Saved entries
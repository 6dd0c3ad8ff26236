//! Client configuration.

use std::time::Duration;

/// Default request timeout.
pub const DEFAULT_TIMEOUT: Duration = Duration::from_secs(10);

/// Default lifetime of cached agent records.
pub const DEFAULT_CACHE_TTL: Duration = Duration::from_secs(30);

/// Connection settings for [`CoordinatorClient`](crate::CoordinatorClient).
#[derive(Debug, Clone)]
pub struct ClientConfig {
    /// Coordinator base URL, e.g. `http://127.0.0.1:7331`.
    pub base_url: String,

    /// Bearer token sent with every request.
    pub token: Option<String>,

    pub timeout: Duration,

    pub cache_ttl: Duration,
}

impl ClientConfig {
    pub fn new(base_url: impl Into<String>) -> Self {
        Self {
            base_url: base_url.into(),
            token: None,
            timeout: DEFAULT_TIMEOUT,
            cache_ttl: DEFAULT_CACHE_TTL,
        }
    }

    pub fn with_token(mut self, token: impl Into<String>) -> Self {
        self.token = Some(token.into());
        self
    }

    pub fn with_timeout(mut self, timeout: Duration) -> Self {
        self.timeout = timeout;
        self
    }

    pub fn with_cache_ttl(mut self, ttl: Duration) -> Self {
        self.cache_ttl = ttl;
        self
    }
}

(EXERCISE INSTRUCTIONS): Send back exactly the lines from the line with "pub fn with_timeout(mut" through the end of the records.

(TASK SOLUTION):
    pub fn with_timeout(mut self, timeout: Duration) -> Self {
        self.timeout = timeout;
        self
    }

    pub fn with_cache_ttl(mut self, ttl: Duration) -> Self {
        self.cache_ttl = ttl;
        self
    }
}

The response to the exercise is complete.